Provided material:
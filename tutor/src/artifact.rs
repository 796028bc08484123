//! Tutor Artifact
//!
//! Pairs the write map with the trace log. Serializes as the two-element
//! JSON array `[writes, trace]` the front end loads.

use py_tracer::TraceLog;
use serde::{Serialize, Serializer};
use write_analysis::WriteMap;

use crate::Result;

/// Output of one tutor run
#[derive(Debug, Clone, PartialEq)]
pub struct TutorArtifact {
    /// Identifiers written on each line
    pub writes: WriteMap,
    /// Chronological execution records per line
    pub trace: TraceLog,
    repaired_lines: Vec<usize>,
}

impl TutorArtifact {
    pub fn new(writes: WriteMap, trace: TraceLog, repaired_lines: Vec<usize>) -> Self {
        Self {
            writes,
            trace,
            repaired_lines,
        }
    }

    /// Lines blanked so the program would parse
    ///
    /// Not part of the serialized artifact.
    pub fn repaired_lines(&self) -> &[usize] {
        &self.repaired_lines
    }

    /// Get number of steps in the trace
    pub fn step_count(&self) -> usize {
        self.trace.step_count()
    }

    /// Serialize artifact as a JSON string
    pub fn to_json(&self) -> Result<String> {
        Ok(serde_json::to_string(self)?)
    }

    /// Serialize artifact to JSON bytes
    pub fn to_bytes(&self) -> Result<Vec<u8>> {
        Ok(serde_json::to_vec(self)?)
    }
}

impl Serialize for TutorArtifact {
    fn serialize<S: Serializer>(&self, serializer: S) -> std::result::Result<S::Ok, S::Error> {
        (&self.writes, &self.trace).serialize(serializer)
    }
}
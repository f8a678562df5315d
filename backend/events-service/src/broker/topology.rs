//! Stream and durable consumer provisioning.
//!
//! Several service instances may start at once, so a failed create is
//! followed by a lookup: if the resource exists by then, another instance won
//! the race and the lookup result is used. Existing resources are never
//! reconfigured here.

use async_nats::jetstream::{
    self,
    consumer::{pull, AckPolicy, DeliverPolicy, PullConsumer},
    stream,
};
use tracing::{info, warn};

use super::{BrokerError, BrokerResult};
use crate::config::{BrokerConfig, ConsumerConfig};

/// Stream holding all event subjects
pub fn stream_config(broker: &BrokerConfig) -> stream::Config {
    stream::Config {
        name: broker.stream.clone(),
        subjects: vec![broker.subject_filter()],
        retention: stream::RetentionPolicy::Limits,
        max_age: broker.stream_max_age(),
        max_bytes: broker.stream_max_bytes,
        storage: stream::StorageType::File,
        ..Default::default()
    }
}

/// Durable pull consumer over every event subject
pub fn consumer_config(broker: &BrokerConfig, consumer: &ConsumerConfig) -> pull::Config {
    pull::Config {
        durable_name: Some(broker.durable_name.clone()),
        ack_policy: AckPolicy::Explicit,
        ack_wait: consumer.ack_wait(),
        max_deliver: i64::try_from(consumer.max_deliver).unwrap_or(i64::MAX),
        max_ack_pending: consumer.max_ack_pending,
        deliver_policy: DeliverPolicy::All,
        filter_subject: broker.subject_filter(),
        ..Default::default()
    }
}

/// Stream capturing the dead-letter subject, kept apart from the event
/// stream so quarantined events are never consumed again
pub fn dead_letter_stream_config(broker: &BrokerConfig) -> stream::Config {
    stream::Config {
        name: broker.dlq_stream.clone(),
        subjects: vec![broker.dlq_subject.clone()],
        retention: stream::RetentionPolicy::Limits,
        max_age: broker.stream_max_age(),
        max_bytes: broker.stream_max_bytes,
        storage: stream::StorageType::File,
        ..Default::default()
    }
}

async fn ensure_stream(
    context: &jetstream::Context,
    config: stream::Config,
) -> BrokerResult<stream::Stream> {
    let name = config.name.clone();
    let subjects = config.subjects.join(",");

    let stream = match context.get_or_create_stream(config).await {
        Ok(stream) => stream,
        Err(create_err) => {
            warn!(
                stream = %name,
                error = %create_err,
                "Stream create failed, checking whether it already exists"
            );
            context.get_stream(&name).await.map_err(|e| {
                BrokerError::Topology(format!("stream {}: {} (lookup: {})", name, create_err, e))
            })?
        }
    };
    info!(stream = %name, subjects = %subjects, "JetStream stream ready");

    Ok(stream)
}

/// Create (or attach to) the event stream, the dead-letter stream and the
/// durable consumer.
pub async fn ensure_topology(
    context: &jetstream::Context,
    broker: &BrokerConfig,
    consumer: &ConsumerConfig,
) -> BrokerResult<PullConsumer> {
    let stream = ensure_stream(context, stream_config(broker)).await?;
    ensure_stream(context, dead_letter_stream_config(broker)).await?;

    let pull_consumer = match stream
        .get_or_create_consumer(&broker.durable_name, consumer_config(broker, consumer))
        .await
    {
        Ok(pull_consumer) => pull_consumer,
        Err(create_err) => {
            warn!(
                durable = %broker.durable_name,
                error = %create_err,
                "Consumer create failed, checking whether it already exists"
            );
            stream
                .get_consumer::<pull::Config>(&broker.durable_name)
                .await
                .map_err(|e| {
                    BrokerError::Topology(format!(
                        "consumer {}: {} (lookup: {})",
                        broker.durable_name, create_err, e
                    ))
                })?
        }
    };
    info!(
        durable = %broker.durable_name,
        max_deliver = consumer.max_deliver,
        ack_wait_secs = consumer.ack_wait_secs,
        "JetStream consumer ready"
    );

    Ok(pull_consumer)
}
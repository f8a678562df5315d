//! # Idempotent Event Store
//!
//! Persists funnel [`Event`]s into PostgreSQL keyed by their globally unique
//! `event_id`. The primary key on `event_id` is the only concurrency guard in
//! the pipeline: duplicate deliveries, redeliveries racing a fresh attempt, and
//! several consumer instances writing the same event all collapse into a single
//! row through `INSERT ... ON CONFLICT (event_id) DO NOTHING`.
//!
//! ## Semantics
//!
//! - [`EventRepository::insert_one`] never fails on a duplicate identity; it
//!   reports [`InsertOutcome::Duplicate`] instead.
//! - [`EventRepository::insert_batch`] skips conflicting rows and reports which
//!   identities were actually inserted. It fails as a whole only for reasons
//!   other than identity conflict, in which case nothing is committed and the
//!   caller falls back to per-row inserts.
//!
//! ```ignore
//! use event_store::{create_pool, run_migrations, EventRepository, PostgresEventRepository, StoreConfig};
//!
//! let pool = create_pool(StoreConfig::from_env("events-service")?).await?;
//! run_migrations(&pool).await?;
//!
//! let repo = PostgresEventRepository::new(pool);
//! let summary = repo.insert_batch(&events).await?;
//! println!("{} inserted, {} duplicates", summary.inserted_count(), summary.duplicate_count());
//! ```

use async_trait::async_trait;
use sqlx::{PgPool, Postgres, QueryBuilder};
use std::collections::HashSet;
use tracing::{debug, info};

mod error;
mod pool;

pub use error::{StoreError, StoreResult};
pub use event_schema::Event;
pub use pool::{create_pool, run_migrations, StoreConfig};

/// Upper bound on event IDs accepted by the store
pub const MAX_EVENT_ID_LEN: usize = 255;

/// Rows per INSERT statement; 7 binds per row keeps this well under the
/// Postgres limit of 65535 bind parameters.
const MAX_ROWS_PER_STATEMENT: usize = 1000;

/// Result of inserting a single event
#[derive(Debug, Clone, Copy, PartialEq, Eq)]
pub enum InsertOutcome {
    /// A new row was written
    Inserted,
    /// A row with this identity already existed; nothing was written
    Duplicate,
}

/// Result of a bulk insert
#[derive(Debug, Clone, Default, PartialEq, Eq)]
pub struct BatchInsertSummary {
    /// Number of events passed to the call
    pub requested: usize,
    /// Identities for which a new row was written
    pub inserted_ids: HashSet<String>,
}

impl BatchInsertSummary {
    pub fn inserted_count(&self) -> usize {
        self.inserted_ids.len()
    }

    /// `requested - inserted`; includes repeats of one identity within the batch
    pub fn duplicate_count(&self) -> usize {
        self.requested.saturating_sub(self.inserted_ids.len())
    }
}

/// Idempotent persistence for funnel events.
#[async_trait]
pub trait EventRepository: Send + Sync {
    /// Insert one event; an existing identity is a successful no-op.
    async fn insert_one(&self, event: &Event) -> StoreResult<InsertOutcome>;

    /// Insert many events with row-level conflict-ignore.
    ///
    /// Zero-length input returns an empty summary without touching storage.
    async fn insert_batch(&self, events: &[Event]) -> StoreResult<BatchInsertSummary>;
}

/// PostgreSQL-backed [`EventRepository`]
#[derive(Clone)]
pub struct PostgresEventRepository {
    pool: PgPool,
}

impl PostgresEventRepository {
    pub fn new(pool: PgPool) -> Self {
        Self { pool }
    }

    /// Number of stored rows for an identity (0 or 1)
    pub async fn count_by_id(&self, event_id: &str) -> StoreResult<i64> {
        let count: i64 = sqlx::query_scalar("SELECT COUNT(*) FROM events WHERE event_id = $1")
            .bind(event_id)
            .fetch_one(&self.pool)
            .await?;
        Ok(count)
    }
}

#[async_trait]
impl EventRepository for PostgresEventRepository {
    async fn insert_one(&self, event: &Event) -> StoreResult<InsertOutcome> {
        validate_event_id(&event.event_id)?;

        let result = sqlx::query(
            r#"
            INSERT INTO events (
                event_id, timestamp, version, source,
                funnel_stage, event_type, data
            )
            VALUES ($1, $2, $3, $4, $5, $6, $7)
            ON CONFLICT (event_id) DO NOTHING
            "#,
        )
        .bind(&event.event_id)
        .bind(event.timestamp)
        .bind(&event.version)
        .bind(event.source.as_str())
        .bind(event.funnel_stage.as_str())
        .bind(&event.event_type)
        .bind(&event.data)
        .execute(&self.pool)
        .await;

        let outcome = match result {
            Ok(done) if done.rows_affected() > 0 => InsertOutcome::Inserted,
            Ok(_) => InsertOutcome::Duplicate,
            Err(e) => {
                let err = StoreError::from(e);
                if !err.is_unique_violation() {
                    return Err(err);
                }
                InsertOutcome::Duplicate
            }
        };

        debug!(
            event_id = %event.event_id,
            source = %event.source,
            outcome = ?outcome,
            "Event insert completed"
        );

        Ok(outcome)
    }

    async fn insert_batch(&self, events: &[Event]) -> StoreResult<BatchInsertSummary> {
        if events.is_empty() {
            return Ok(BatchInsertSummary::default());
        }

        for event in events {
            validate_event_id(&event.event_id)?;
        }

        let mut inserted_ids = HashSet::with_capacity(events.len());
        let mut tx = self.pool.begin().await?;

        for chunk in events.chunks(MAX_ROWS_PER_STATEMENT) {
            let mut builder: QueryBuilder<Postgres> = QueryBuilder::new(
                "INSERT INTO events (event_id, timestamp, version, source, funnel_stage, event_type, data) ",
            );
            builder.push_values(chunk, |mut row, event| {
                row.push_bind(&event.event_id)
                    .push_bind(event.timestamp)
                    .push_bind(&event.version)
                    .push_bind(event.source.as_str())
                    .push_bind(event.funnel_stage.as_str())
                    .push_bind(&event.event_type)
                    .push_bind(&event.data);
            });
            builder.push(" ON CONFLICT (event_id) DO NOTHING RETURNING event_id");

            let ids: Vec<String> = builder
                .build_query_scalar()
                .fetch_all(&mut *tx)
                .await?;
            inserted_ids.extend(ids);
        }

        tx.commit().await?;

        let summary = BatchInsertSummary {
            requested: events.len(),
            inserted_ids,
        };

        if summary.duplicate_count() > 0 {
            info!(
                inserted = summary.inserted_count(),
                duplicates = summary.duplicate_count(),
                "Batch insert skipped duplicate events"
            );
        } else {
            debug!(inserted = summary.inserted_count(), "Batch insert completed");
        }

        Ok(summary)
    }
}

/// Validate event_id format
fn validate_event_id(event_id: &str) -> StoreResult<()> {
    if event_id.is_empty() {
        return Err(StoreError::InvalidEventId(
            "Event ID cannot be empty".to_string(),
        ));
    }

    if event_id.len() > MAX_EVENT_ID_LEN {
        return Err(StoreError::InvalidEventId(format!(
            "Event ID too long: {} characters (max {})",
            event_id.len(),
            MAX_EVENT_ID_LEN
        )));
    }

    Ok(())
}
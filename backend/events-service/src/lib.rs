//! Funnel event pipeline: JetStream publisher, durable pull consumer and
//! idempotent batch persistence with dead-letter quarantine.

pub mod broker;
pub mod config;
pub mod dlq;
pub mod error;
pub mod metrics;
pub mod processor;
pub mod publisher;

pub use broker::{
    BrokerError, BrokerPublisher, BrokerResult, ConsumerStatus, FetchError, InboundMessage,
    MessageSource,
};
pub use config::{BrokerConfig, Config, ConsumerConfig};
pub use dlq::{DeadLetterError, DeadLetterRecord, DeadLetterRouter};
pub use error::{PipelineError, PipelineResult};
pub use metrics::{FailureReason, PipelineMetrics};
pub use processor::{BatchProcessor, BatchReport, ConsumerRuntime, MessageOutcome};
pub use publisher::EventPublisher;
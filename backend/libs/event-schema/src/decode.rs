//! Decoding raw broker payloads into [`Event`]s.
//!
//! Identity is checked before shape: a payload without a usable `eventId` is
//! rejected as [`DecodeError::MissingIdentity`] even if other fields are also
//! wrong, so the two rejection reasons stay distinguishable in metrics.

use crate::{Event, Source, UNKNOWN_SOURCE};
use thiserror::Error;

/// Why a payload could not become an [`Event`]
#[derive(Error, Debug)]
pub enum DecodeError {
    /// Payload is not JSON, or does not have the shape of an event
    #[error("Malformed event payload: {0}")]
    Malformed(#[from] serde_json::Error),

    /// Payload has no `eventId` (absent, null, empty or not a string)
    #[error("Event payload has no eventId")]
    MissingIdentity {
        /// Source, if it could still be read from the payload
        event_source: Option<Source>,
    },
}

impl DecodeError {
    /// Source label for metrics (`unknown` when it could not be read)
    pub fn source_label(&self) -> &'static str {
        match self {
            DecodeError::MissingIdentity {
                event_source: Some(source),
            } => source.as_str(),
            _ => UNKNOWN_SOURCE,
        }
    }
}

/// Decode a broker payload into an [`Event`].
pub fn decode_event(payload: &[u8]) -> Result<Event, DecodeError> {
    let value: serde_json::Value = serde_json::from_slice(payload)?;

    let has_identity = value
        .get("eventId")
        .and_then(|id| id.as_str())
        .map(|id| !id.trim().is_empty())
        .unwrap_or(false);

    if !has_identity {
        let source = value
            .get("source")
            .and_then(|s| s.as_str())
            .and_then(|s| s.parse().ok());
        return Err(DecodeError::MissingIdentity {
            event_source: source,
        });
    }

    Ok(serde_json::from_value(value)?)
}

Task requirements: The word "version" appears in some lines of the data. Copy every one of those lines.

Exercise answer:
                event_id, timestamp, version, source,
        .bind(&event.version)
                "INSERT INTO events (event_id, timestamp, version, source, funnel_stage, event_type, data) ",
                    .push_bind(&event.version)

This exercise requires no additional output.